In college, you are free.

You are free to go to bed at 3 a.m. You are free to eat ice cream for breakfast. You are free to get the puppy you’ve wanted since you were 12 years old, but your parents always said no to getting. The list of freedoms is endless.

So tell me, why are college students not free to participate in physical activity at their own discretion?

I was never someone who was too fond of gym class. It had nothing to do with athletic ability, but everything to do with being graded on my physical activity level. I couldn’t ever find reason in that.

School boards cite increasing obesity rates in children as the reason for required physical activity as part of an elementary education.

I can understand this.

The young and immature need a little bit of motivation to get off the couch and get moving. But I’m in college now. I can’t seem to fathom how colleges think it’s necessary to make the newly renamed Lifetime Fitness classes a requirement for degree programs.

When you reach college, you are thrown headfirst into independence. And with that independence, you develop the maturity to make personal decisions.

In college, we are trusted with the ability to make our own schedule, handle our own finances and make decisions that will influence the rest of our lives.

But we can’t decide when and how we want to work out? That makes no sense to me.

I am a few weeks shy of being done with my Lifetime Fitness credits at Baylor. And I can tell you from personal experience that I am not any more or less fit from having participated in Beginning Racquetball and Beginning Self Defense.

I mean no disrespect to my professors. The classes were well prepared and fulfilled their purpose as a human performance course. But in all honesty, the classes achieved nothing more than to threaten my GPA due to some close calls with excessive absences.

I admit that my choices of HP courses maybe weren’t the best, but when I looked through the list of classes I could take, ranging from Intro to Bowling to Beginning Ballet, I thought these were pretty decent picks. I will never understand how bowling is considered a fitness class.

If the point of these required classes is to get us moving around, they miss their mark completely.

I know I sound like a lazy, whining college student who wants to spend my free time napping, but that’s far from the truth.

I think most college students can agree with me when I say that said free time doesn’t really exist.
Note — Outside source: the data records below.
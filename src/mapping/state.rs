//! State dependency resolution.
//!
//! ## Tool → hub
//!
//! ```text
//! property ──Dependency──▶ State ──▶ PossibleFiniteStateList (one per state,
//!                                     members = region names, or the state)
//!                                          │
//!             ActualFiniteStateList ◀──────┘ (cartesian product of members)
//! ```
//!
//! ## Hub → tool
//!
//! Each possible list of a parameter's state dependence becomes a tool
//! state with a dependency from the property. The state's regions are
//! reconciled against the list members; region changes are staged on the
//! tool transaction and applied by the engine once the pass succeeds.

use tracing::{debug, trace, warn};

use crate::base::{names_match, short_name};
use crate::hub::{ActualFiniteState, ActualFiniteStateList, Iid, PossibleFiniteState, PossibleFiniteStateList};
use crate::tool::{ChangeKind, Element, ElementId, ElementKind, Project};

use super::context::MappingContext;
use super::error::MappingError;

// ============================================================================
// PURE ALGORITHMS
// ============================================================================

/// Every combination taking one member from each list, in list-then-member
/// order.
///
/// ```ignore
/// // [[a, b, c], [x, y]] → [a,x] [a,y] [b,x] [b,y] [c,x] [c,y]
/// ```
pub fn cartesian_product<T: Clone>(lists: &[Vec<T>]) -> Vec<Vec<T>> {
    let mut combinations: Vec<Vec<T>> = vec![Vec::new()];
    for members in lists {
        combinations = combinations
            .iter()
            .flat_map(|partial| {
                members.iter().map(move |member| {
                    let mut next = partial.clone();
                    next.push(member.clone());
                    next
                })
            })
            .collect();
    }
    combinations
}

/// Make a list's members match `names` position by position: rename in
/// place, append what is missing, drop what is beyond.
pub fn reconcile_possible_states(list: &mut PossibleFiniteStateList, names: &[String]) {
    for (index, name) in names.iter().enumerate() {
        match list.possible_states.get_mut(index) {
            Some(existing) => {
                if existing.name != *name {
                    existing.name = name.clone();
                    existing.short_name = short_name(name);
                }
            }
            None => list
                .possible_states
                .push(PossibleFiniteState::new(name.clone(), short_name(name))),
        }
    }
    list.possible_states.truncate(names.len());

    let default_is_member = list
        .default_state
        .is_some_and(|d| list.state(d).is_some());
    if !default_is_member {
        list.default_state = list.possible_states.first().map(|s| s.iid);
    }
}

/// Replace the list's possible lists and regenerate its actual states.
///
/// A combination equal to an existing actual state keeps that state.
pub fn regenerate_actual_states(
    list: &mut ActualFiniteStateList,
    possible_lists: &[Iid],
    members: &[Vec<Iid>],
) {
    list.possible_finite_state_lists.clear();
    list.possible_finite_state_lists
        .extend_from_slice(possible_lists);

    let previous = std::mem::take(&mut list.actual_states);
    list.actual_states = cartesian_product(members)
        .into_iter()
        .map(|combination| {
            previous
                .iter()
                .find(|s| s.possible_states == combination)
                .cloned()
                .unwrap_or_else(|| ActualFiniteState::new(combination))
        })
        .collect();
}

/// Region changes that make a state's regions match a list's member names.
pub fn plan_region_changes(
    state_name: &str,
    regions: &[Element],
    names: &[&str],
) -> Vec<(Element, ChangeKind)> {
    fn same(a: &str, b: &str) -> bool {
        a.eq_ignore_ascii_case(b)
    }
    fn new_region(name: &str) -> (Element, ChangeKind) {
        (
            Element::new(ElementId::generate(), ElementKind::Region).with_name(name),
            ChangeKind::Create,
        )
    }
    let mut changes = Vec::new();

    match names {
        [] => {}
        [single] if same(single, state_name) => {
            changes.extend(regions.iter().map(|r| (r.clone(), ChangeKind::Delete)));
        }
        [single] => {
            let mut kept = false;
            for region in regions {
                if same(region.name_or_empty(), single) {
                    kept = true;
                } else {
                    changes.push((region.clone(), ChangeKind::Delete));
                }
            }
            if !kept {
                changes.push(new_region(single));
            }
        }
        many => {
            let mut surviving: Vec<&str> = Vec::new();
            for region in regions {
                if many.iter().any(|n| same(region.name_or_empty(), n)) {
                    surviving.push(region.name_or_empty());
                } else {
                    changes.push((region.clone(), ChangeKind::Delete));
                }
            }
            for name in many {
                if !surviving.iter().any(|s| same(s, name)) {
                    changes.push(new_region(name));
                }
            }
        }
    }
    changes
}

// ============================================================================
// TOOL → HUB
// ============================================================================

/// States a property depends on, in relationship order.
pub fn dependency_states(project: &Project, property: &ElementId) -> Vec<ElementId> {
    let mut states: Vec<ElementId> = Vec::new();
    for relationship in project.relationships_from(property) {
        if relationship.kind != ElementKind::Dependency {
            continue;
        }
        let Some(target) = relationship.target() else {
            continue;
        };
        let is_state = project
            .get(target)
            .is_some_and(|t| t.kind == ElementKind::State);
        if is_state && !states.contains(target) {
            states.push(target.clone());
        }
    }
    states
}

/// Member names of the partition a state stands for: its region names, or
/// the state itself when it has no regions.
pub fn partition_names(project: &Project, state: &ElementId) -> Vec<String> {
    let regions: Vec<String> = project
        .owned_of_kind(state, ElementKind::Region)
        .map(|r| r.name_or_empty().trim())
        .filter(|n| !n.is_empty())
        .map(str::to_string)
        .collect();
    if !regions.is_empty() {
        return regions;
    }
    project
        .get(state)
        .map(|s| vec![s.name_or_empty().to_string()])
        .unwrap_or_default()
}

/// Resolve the actual finite state list a property's values depend on.
///
/// Returns `None` when the property depends on no state.
pub fn map_state_dependencies(
    ctx: &mut MappingContext<'_>,
    property: &Element,
) -> Result<Option<Iid>, MappingError> {
    let states = dependency_states(ctx.project(), &property.id);
    if states.is_empty() {
        return Ok(None);
    }
    let domain = ctx.domain()?;

    let mut lists: Vec<Iid> = Vec::new();
    for state in &states {
        let list = resolve_possible_list(ctx, state, domain)?;
        if !lists.contains(&list) {
            lists.push(list);
        }
    }
    resolve_actual_list(ctx, &lists, domain).map(Some)
}

fn resolve_possible_list(
    ctx: &mut MappingContext<'_>,
    state: &ElementId,
    domain: Iid,
) -> Result<Iid, MappingError> {
    let name = ctx
        .project()
        .get(state)
        .map(|s| s.name_or_empty().to_string())
        .ok_or_else(|| MappingError::MissingToolElement(state.clone()))?;
    let short = short_name(&name);
    let names = partition_names(ctx.project(), state);

    let in_pass = ctx
        .possible_lists
        .values()
        .find(|l| names_match(&l.name, &l.short_name, &name, &short))
        .map(|l| l.iid);
    let persisted = || {
        ctx.iteration()
            .ok()
            .and_then(|i| i.possible_list_named(&name, &short))
            .map(|l| l.iid)
    };
    let found = in_pass.or_else(persisted);

    let iid = match found {
        Some(iid) => {
            trace!(state = %name, "reusing possible finite state list");
            iid
        }
        None => {
            debug!(state = %name, "creating possible finite state list");
            ctx.add_possible_list(PossibleFiniteStateList::new(name.clone(), short, domain))
        }
    };
    let list = ctx
        .checkout_possible_list(iid)
        .ok_or(MappingError::MissingHubThing(iid))?;
    reconcile_possible_states(list, &names);
    Ok(iid)
}

fn resolve_actual_list(
    ctx: &mut MappingContext<'_>,
    lists: &[Iid],
    domain: Iid,
) -> Result<Iid, MappingError> {
    let found = ctx
        .actual_lists
        .values()
        .find(|l| l.combines(lists))
        .map(|l| l.iid)
        .or_else(|| {
            ctx.iteration()
                .ok()
                .and_then(|i| i.actual_list_combining(lists))
                .map(|l| l.iid)
        });
    let iid = match found {
        Some(iid) => iid,
        None => ctx.add_actual_list(ActualFiniteStateList::new(domain)),
    };

    let members: Vec<Vec<Iid>> = lists
        .iter()
        .map(|l| {
            ctx.possible_list(*l)
                .map(|p| p.possible_states.iter().map(|s| s.iid).collect())
                .unwrap_or_default()
        })
        .collect();
    let list = ctx
        .checkout_actual_list(iid)
        .ok_or(MappingError::MissingHubThing(iid))?;
    regenerate_actual_states(list, lists, &members);
    debug!(
        lists = lists.len(),
        actual_states = list.actual_states.len(),
        "actual finite states regenerated"
    );
    Ok(iid)
}

// ============================================================================
// HUB → TOOL
// ============================================================================

/// Give a property a state (and regions) per possible list of `actual_list`.
pub fn map_state_dependence_to_dst(
    ctx: &mut MappingContext<'_>,
    property: &ElementId,
    actual_list: Iid,
) -> Result<(), MappingError> {
    let lists = ctx
        .actual_list(actual_list)
        .map(|l| l.possible_finite_state_lists.clone())
        .ok_or(MappingError::MissingHubThing(actual_list))?;

    for list_iid in lists {
        let Some(list) = ctx.possible_list(list_iid).cloned() else {
            warn!(list = %list_iid, "possible finite state list not found; skipped");
            continue;
        };
        let state = find_or_create_state(ctx, &list);
        ensure_dependency(ctx, property, &state);
        stage_regions(ctx, &state, &list);
    }
    Ok(())
}

fn is_in_state_machine(project: &Project, id: &ElementId) -> bool {
    project
        .ancestors(id)
        .iter()
        .any(|a| a.kind == ElementKind::StateMachine)
}

fn find_or_create_state(ctx: &mut MappingContext<'_>, list: &PossibleFiniteStateList) -> ElementId {
    let existing = ctx
        .project()
        .find_by_kind(ElementKind::State)
        .find(|s| {
            let name = s.name_or_empty();
            names_match(name, &short_name(name), &list.name, &list.short_name)
                && is_in_state_machine(ctx.project(), &s.id)
        })
        .map(|s| s.id.clone());
    if let Some(existing) = existing {
        return existing;
    }

    let key = list.name.to_ascii_lowercase();
    if let Some(created) = ctx.created_states.get(&key) {
        return created.clone();
    }

    let region = state_machine_region(ctx);
    let state = ctx
        .tx
        .create(ctx.project, ElementKind::State, &list.name, Some(&region));
    debug!(state = %list.name, "created state");
    ctx.created_states.insert(key, state.clone());
    state
}

/// The region new states are created in.
fn state_machine_region(ctx: &mut MappingContext<'_>) -> ElementId {
    if let Some(region) = &ctx.state_region {
        return region.clone();
    }
    let machine = ctx
        .project()
        .find_by_kind(ElementKind::StateMachine)
        .next()
        .map(|m| m.id.clone());
    let machine = match machine {
        Some(machine) => machine,
        None => {
            let root = ctx.project().root_container().map(|r| r.id.clone());
            ctx.tx
                .create(ctx.project, ElementKind::StateMachine, "StateMachine", root.as_ref())
        }
    };
    let region = ctx
        .project()
        .owned_of_kind(&machine, ElementKind::Region)
        .next()
        .map(|r| r.id.clone());
    let region = match region {
        Some(region) => region,
        None => ctx
            .tx
            .create(ctx.project, ElementKind::Region, "Region", Some(&machine)),
    };
    ctx.state_region = Some(region.clone());
    region
}

fn ensure_dependency(ctx: &mut MappingContext<'_>, property: &ElementId, state: &ElementId) {
    let exists = ctx.project().relationships_from(property).any(|r| {
        r.kind == ElementKind::Dependency && r.target() == Some(state)
    });
    if exists {
        return;
    }
    let owner = ctx.project().get(property).and_then(|p| p.owner.clone());
    let dependency = Element::new_relationship(
        ElementId::generate(),
        ElementKind::Dependency,
        property.clone(),
        state.clone(),
    );
    let id = ctx.tx.add_element(ctx.project, dependency, owner.as_ref());
    ctx.dst_relationships.push(id);
}

fn stage_regions(ctx: &mut MappingContext<'_>, state: &ElementId, list: &PossibleFiniteStateList) {
    if !ctx.tx.get_modified_regions(state).is_empty() {
        return;
    }
    let Some(state_name) = ctx.project().get(state).map(|s| s.name_or_empty().to_string()) else {
        return;
    };
    let regions: Vec<Element> = ctx
        .project()
        .owned_of_kind(state, ElementKind::Region)
        .cloned()
        .collect();
    let names: Vec<&str> = list.possible_states.iter().map(|s| s.name.as_str()).collect();
    for (region, change) in plan_region_changes(&state_name, &regions, &names) {
        trace!(state = %state_name, region = region.name_or_empty(), ?change, "staging region");
        ctx.tx.stage_region(state, region, change);
    }
}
In a stressful and busy time in our lives, I think we deserve the ability to decide when and even if we want to spend an hour every other day doing physical activity.

And if I choose to work out, I don’t think my workout of choice would be playing racquetball.

Again, I have no ill regards to the fine professors of the health and human performance department at Baylor University. I simply think that as an adult, I shouldn’t have to go to gym class anymore.

Larissa Campos is a senior journalism major from Centennial, Colo. She is a reporter for the Lariat.